Butters targets tech, pharma with plans for low-rise light-industrial in Boca Raton

Butters targets tech, pharma with plans for low-rise light-industrial in Boca Raton


Butters Group won zoning approval for plans to build a pair of two-story light-industrial buildings instead of a 100-foot-tall office tower in the Park at Broken Sound area in Boca Raton.

Coconut Creek-based Butters Group, led by president Malcolm Butters, plans to build two 35,800-square-foot buildings at 1150 Northwest Broken Sound Parkway.

The property’s previous owner, New York-based Mutual of America Life Insurance Company, received approval in February of last year for a 157,900-square-foot office building and a six-level parking garage on the eastern side of the 11.7-acre tract.

Ram Realty Advisors, a Palm Beach Gardens-based real estate investment company led by Casey Cummings, is planning a seven-story, 287-unit apartment building on the western side. Plans call for 243 market-rate units, 29 affordable units and 15 workforce units, plus 2,000 square feet of retail and a parking garage.

The former site plan for The Park at Broken Sound
The former site plan for The Park at Broken Sound (City of Boca Raton)

Mutual of America sold the property for nearly $24 million in two November transactions. 

An affiliate of Ram paid $16.9 million, or nearly $3.6 million per acre, for the 4.75-acre western portion, records show. It has a 71,000-square-foot office building constructed in 1984 that is slated to be demolished. 

A Butters affiliate paid just under $6.9 million for the 6.8-acre eastern portion, records show. At least half of each building would be for office space, and the firm expects to attract tenants such as building contractors, software engineers and research and development firms to the development.

Butters said new flex industrial office buildings are in high demand in Boca Raton, particularly among tech and pharmaceutical companies. 

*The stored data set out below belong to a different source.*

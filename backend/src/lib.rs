pub mod config;
pub mod context;
pub mod telegram;
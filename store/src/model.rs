use chrono::{DateTime, Utc};
use rust_decimal::Decimal;
use serde::Serialize;

/// Latest persisted state of one asset.
#[derive(Debug, Clone, PartialEq, Serialize)]
pub struct StoredAsset {
    pub asset_id: String,
    pub symbol: String,
    pub display_name: String,
    pub current_price: Decimal,
    pub change_24h_pct: Option<Decimal>,
    pub market_cap_rank: Option<u32>,
    pub updated_at: DateTime<Utc>,
}

/// One price observation. Points are only ever appended.
#[derive(Debug, Clone, PartialEq, Serialize)]
pub struct HistoryPoint {
    pub asset_id: String,
    pub price: Decimal,
    pub recorded_at: DateTime<Utc>,
}

/// An asset on the watchlist.
///
/// `last_alerted_price` starts at zero and is afterwards the last price the
/// alert loop observed, alerted or not.
#[derive(Debug, Clone, PartialEq, Serialize)]
pub struct TrackedAsset {
    pub asset_id: String,
    pub display_name: String,
    pub symbol: String,
    pub last_alerted_price: Decimal,
    pub subscriber_address: Option<String>,
    pub tracked_at: DateTime<Utc>,
}

impl TrackedAsset {
    pub fn new(
        asset_id: impl Into<String>,
        display_name: impl Into<String>,
        symbol: impl Into<String>,
        subscriber_address: Option<String>,
    ) -> Self {
        Self {
            asset_id: asset_id.into(),
            display_name: display_name.into(),
            symbol: symbol.into(),
            last_alerted_price: Decimal::ZERO,
            subscriber_address,
            tracked_at: Utc::now(),
        }
    }
}

#[derive(Debug, Clone, PartialEq, Eq, Serialize)]
pub struct Subscriber {
    pub address: String,
    pub registered_at: DateTime<Utc>,
}
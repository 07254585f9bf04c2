//! Everything built once at startup and shared behind `Arc`s.

use std::sync::Arc;

use anyhow::Context;

use market::coingecko::CoinGeckoClient;
use market::{DetailCache, MarketFeed, SnapshotCache};
use scheduler::{
    AlertLoop, FeedPriceSource, IngestionLoop, NotificationQueue, Notifier, PriceSource,
    PriceSourceKind, StatePriceSource,
};
use store::db::Db;
use store::{SqlxRepository, WatchlistService};

use crate::config::AppConfig;
use crate::telegram::{LogNotifier, TelegramNotifier};

pub struct AppContext {
    pub cfg: AppConfig,
    pub db: Db,
    pub feed: Arc<dyn MarketFeed>,
    pub repo: Arc<SqlxRepository>,

    /// Read side for request handlers.
    pub snapshots: Arc<SnapshotCache>,
    pub details: Arc<DetailCache>,
    pub watchlist: Arc<WatchlistService>,
}

impl AppContext {
    /// Connects to the database, applies the schema and wires the
    /// CoinGecko feed.
    pub async fn build(cfg: AppConfig) -> anyhow::Result<Self> {
        let feed = CoinGeckoClient::new(cfg.coingecko_api_url.clone(), cfg.upstream_timeout)
            .context("building coingecko client")?;

        Self::with_feed(cfg, Arc::new(feed)).await
    }

    pub async fn with_feed(cfg: AppConfig, feed: Arc<dyn MarketFeed>) -> anyhow::Result<Self> {
        let db = Db::connect(&cfg.database_url, cfg.database_max_connections)
            .await
            .with_context(|| format!("connecting to {}", cfg.database_url))?;
        db.migrate().await.context("applying schema")?;

        let repo = Arc::new(SqlxRepository::new(db.pool.clone()));

        Ok(Self {
            snapshots: Arc::new(SnapshotCache::new(feed.clone(), cfg.snapshot_cache())),
            details: Arc::new(DetailCache::new(feed.clone(), cfg.detail_cache())),
            watchlist: Arc::new(WatchlistService::new(repo.clone(), repo.clone())),
            cfg,
            db,
            feed,
            repo,
        })
    }

    pub fn ingestion_loop(&self) -> IngestionLoop {
        IngestionLoop::new(
            self.feed.clone(),
            self.repo.clone(),
            self.repo.clone(),
            self.cfg.ingestion(),
        )
    }

    pub fn price_source(&self) -> Arc<dyn PriceSource> {
        match self.cfg.alert_price_source {
            PriceSourceKind::Upstream => Arc::new(FeedPriceSource::new(
                self.feed.clone(),
                self.cfg.alerts().fetch_timeout,
            )),
            PriceSourceKind::State => Arc::new(StatePriceSource::new(self.repo.clone())),
        }
    }

    pub fn alert_loop(&self, queue: NotificationQueue) -> AlertLoop {
        AlertLoop::new(
            self.price_source(),
            self.repo.clone(),
            queue,
            self.cfg.alerts(),
        )
    }

    pub fn notifier(&self) -> anyhow::Result<Arc<dyn Notifier>> {
        match &self.cfg.telegram_bot_token {
            Some(token) => Ok(Arc::new(TelegramNotifier::new(
                &self.cfg.telegram_api_url,
                token,
                self.cfg.upstream_timeout,
            )?)),
            None => Ok(Arc::new(LogNotifier)),
        }
    }
}
//! Beverage catalogue page.

use leptos::prelude::*;

use crate::state::session::SessionState;

#[component]
pub fn BoissonsPage() -> impl IntoView {
    let session = expect_context::<RwSignal<SessionState>>();

    let boissons = LocalResource::new(move || {
        let token = session.with(|s| s.token().map(str::to_owned));
        async move { crate::net::boissons::fetch_all(token.as_deref()).await }
    });

    view! {
        <div class="boissons-page">
            <h1>"Boissons"</h1>
            <Suspense fallback=move || view! { <p>"Chargement..."</p> }>
                {move || {
                    boissons
                        .get()
                        .map(|result| match result {
                            Ok(list) => {
                                view! {
                                    <table class="table">
                                        <thead>
                                            <tr>
                                                <th>"Nom"</th>
                                                <th>"Description"</th>
                                                <th>"Prix unitaire"</th>
                                                <th>"Seuil d'alerte"</th>
                                                <th>"Statut"</th>
                                            </tr>
                                        </thead>
                                        <tbody>
                                            {list
                                                .into_iter()
                                                .map(|b| {
                                                    view! {
                                                        <tr>
                                                            <td>{b.nom}</td>
                                                            <td>{b.description.unwrap_or_default()}</td>
                                                            <td>{format!("{:.2}", b.prix_unitaire)}</td>
                                                            <td>{b.seuil_alerte}</td>
                                                            <td>{if b.is_active { "Actif" } else { "Inactif" }}</td>
                                                        </tr>
                                                    }
                                                })
                                                .collect::<Vec<_>>()}
                                        </tbody>
                                    </table>
                                }
                                    .into_any()
                            }
                            Err(err) => {
                                view! { <p class="form__error">{err.to_string()}</p> }.into_any()
                            }
                        })
                }}
            </Suspense>
        </div>
    }
}
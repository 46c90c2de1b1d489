//! Reusable UI components.

pub mod guarded;
pub mod navbar;
//! Suppliers page.

use leptos::prelude::*;

use crate::state::session::SessionState;

#[component]
pub fn FournisseursPage() -> impl IntoView {
    let session = expect_context::<RwSignal<SessionState>>();

    let fournisseurs = LocalResource::new(move || {
        let token = session.with(|s| s.token().map(str::to_owned));
        async move { crate::net::fournisseurs::fetch_all(token.as_deref()).await }
    });

    view! {
        <div class="fournisseurs-page">
            <h1>"Fournisseurs"</h1>
            <Suspense fallback=move || view! { <p>"Chargement..."</p> }>
                {move || {
                    fournisseurs
                        .get()
                        .map(|result| match result {
                            Ok(list) => {
                                view! {
                                    <table class="table">
                                        <thead>
                                            <tr>
                                                <th>"Nom"</th>
                                                <th>"Email"</th>
                                                <th>"Téléphone"</th>
                                                <th>"Adresse"</th>
                                            </tr>
                                        </thead>
                                        <tbody>
                                            {list
                                                .into_iter()
                                                .map(|f| {
                                                    view! {
                                                        <tr>
                                                            <td>{f.nom}</td>
                                                            <td>{f.email.unwrap_or_default()}</td>
                                                            <td>{f.telephone.unwrap_or_default()}</td>
                                                            <td>{f.adresse.unwrap_or_default()}</td>
                                                        </tr>
                                                    }
                                                })
                                                .collect::<Vec<_>>()}
                                        </tbody>
                                    </table>
                                }
                                    .into_any()
                            }
                            Err(err) => {
                                view! { <p class="form__error">{err.to_string()}</p> }.into_any()
                            }
                        })
                }}
            </Suspense>
        </div>
    }
}
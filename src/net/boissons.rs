//! Thin wrappers around the `/boissons` endpoints.

use super::error::ApiError;
use super::http;
use super::types::Boisson;

pub async fn fetch_all(token: Option<&str>) -> Result<Vec<Boisson>, ApiError> {
    http::get("/boissons", token).await
}

pub async fn fetch_one(id: i64, token: Option<&str>) -> Result<Boisson, ApiError> {
    http::get(&format!("/boissons/{id}"), token).await
}

pub async fn create(boisson: &Boisson, token: Option<&str>) -> Result<Boisson, ApiError> {
    http::post("/boissons", token, boisson).await
}

pub async fn update(id: i64, boisson: &Boisson, token: Option<&str>) -> Result<Boisson, ApiError> {
    http::put(&format!("/boissons/{id}"), token, boisson).await
}

/// Flip the activation flag; the API takes no body and answers with the
/// updated beverage.
pub async fn toggle_status(id: i64, token: Option<&str>) -> Result<Boisson, ApiError> {
    http::put_no_body(&format!("/boissons/{id}/statut"), token).await
}
use super::*;

#[test]
fn boisson_parses_active_and_is_active() {
    let legacy = r#"{"id":1,"nom":"Bissap","prixUnitaire":500.0,"seuilAlerte":10,"active":true}"#;
    let parsed: Boisson = serde_json::from_str(legacy).expect("boisson");
    assert!(parsed.is_active);

    let aliased = r#"{"id":1,"nom":"Bissap","prixUnitaire":500.0,"seuilAlerte":10,"isActive":false}"#;
    let parsed: Boisson = serde_json::from_str(aliased).expect("boisson");
    assert!(!parsed.is_active);
}

#[test]
fn mouvement_maps_the_type_field() {
    let json = r#"{"id":9,"type":"SORTIE","dateMouvement":"2025-03-01","quantite":4}"#;
    let parsed: Mouvement = serde_json::from_str(json).expect("mouvement");
    assert_eq!(parsed.type_mouvement, "SORTIE");
    assert!(parsed.raison.is_none());
}

#[test]
fn utilisateur_never_serializes_an_absent_password() {
    let user = Utilisateur {
        id: Some(2),
        first_name: "Awa".to_owned(),
        last_name: "Diop".to_owned(),
        email: "awa@example.test".to_owned(),
        role: Role::Employee,
        mot_de_passe: None,
        is_active: true,
        first_login: false,
        created_at: None,
        updated_at: None,
    };
    let json = serde_json::to_string(&user).expect("json");
    assert!(!json.contains("motDePasse"));
    assert!(json.contains("\"role\":\"EMPLOYEE\""));
}

#[test]
fn trend_parses_screaming_variants() {
    assert_eq!(serde_json::from_str::<Trend>("\"UP\"").unwrap(), Trend::Up);
    assert_eq!(serde_json::from_str::<Trend>("\"STABLE\"").unwrap(), Trend::Stable);
}

#[test]
fn dashboard_statistics_tolerates_missing_sections() {
    let parsed: DashboardStatisticsDto = serde_json::from_str("{}").expect("stats");
    assert!(parsed.stock_alerts.is_none());

    let json = r#"{
        "stockAlerts": [{
            "beverageName": "Bissap",
            "currentStockLevel": 3,
            "thresholdLevel": 10,
            "alertSeverityLevel": "CRITICAL"
        }]
    }"#;
    let parsed: DashboardStatisticsDto = serde_json::from_str(json).expect("stats");
    let alerts = parsed.stock_alerts.expect("alerts");
    assert_eq!(alerts[0].beverage_name, "Bissap");
}

#[test]
fn change_password_request_uses_api_field_names() {
    let body = ChangePasswordRequest {
        old_password: "old".to_owned(),
        new_password: "new".to_owned(),
    };
    let json = serde_json::to_string(&body).expect("json");
    assert!(json.contains("\"oldPassword\":\"old\""));
    assert!(json.contains("\"newPassword\":\"new\""));
}
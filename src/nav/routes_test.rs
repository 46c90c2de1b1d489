use super::*;

const ALL_NAMES: &[RouteName] = &[
    RouteName::Login,
    RouteName::ChangePassword,
    RouteName::Dashboard,
    RouteName::AccessDenied,
    RouteName::Boissons,
    RouteName::Lots,
    RouteName::Mouvements,
    RouteName::Fournisseurs,
    RouteName::Utilisateurs,
];

#[test]
fn table_covers_every_name_exactly_once() {
    assert_eq!(ROUTES.len(), ALL_NAMES.len());
    for name in ALL_NAMES {
        assert_eq!(ROUTES.iter().filter(|r| r.name == *name).count(), 1, "{name:?}");
    }
}

#[test]
fn meta_lookup_agrees_with_table() {
    for route in ROUTES {
        assert_eq!(meta(route.name), route);
    }
}

#[test]
fn paths_are_unique() {
    for (i, a) in ROUTES.iter().enumerate() {
        for b in &ROUTES[i + 1..] {
            assert_ne!(a.path, b.path);
        }
    }
}

#[test]
fn login_is_the_only_public_route() {
    for route in ROUTES {
        assert_eq!(route.requires_auth, route.name != RouteName::Login, "{:?}", route.name);
    }
}

// Redirect targets must be reachable for anyone the guard can send there.
#[test]
fn redirect_targets_carry_no_role_restriction() {
    for name in [RouteName::ChangePassword, RouteName::Dashboard, RouteName::AccessDenied] {
        assert!(meta(name).allowed_roles.is_none(), "{name:?}");
    }
    assert!(!meta(RouteName::Login).requires_auth);
}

The average annual asking rent for an office services industrial building in southern Palm Beach County was $19.94 per square foot in the first quarter, according to Colliers. By comparison, the average asking rent for a warehouse distribution building in that area was $18.25 per square foot. 

The vacancy rate for office-service industrial properties was 4.6 percent in southern Palm Beach County, while 7.2 percent of warehouse distribution space was empty.

City staff recommended banning box trucks and similar vehicles from the property once the project was finished. But Butters said tenants would occasionally need those vehicles to move materials in and out of their properties. However, the bays will be too small to be used for distribution, he said.  

“This will not be an Amazon distribution facility. This is built for the small user,” Butters said.

The site plan change was approved unanimously by the Boca Raton’s Planning and Zoning Board and still requires city council approval.

Elsewhere in Boca Raton, Butters is co-developing a 25-court pickleball and padel facility with New York-based CityPickle. The 100,000-square-foot racquet center is slated to be finished later this fall, according to CityPickle’s website. 

As a general contractor, Butters is building an office and distribution hub for Hoerbiger Corporation of America on 14.2 acres of land in Delray Beach that Butters sold the Swiss energy component manufacturer for $20 million last year.

Ram Realty Advisors paid $53 million for The Shoppes at Jupiter, a197,000-square-foot shopping plaza about 40 miles north of Boca Raton last summer.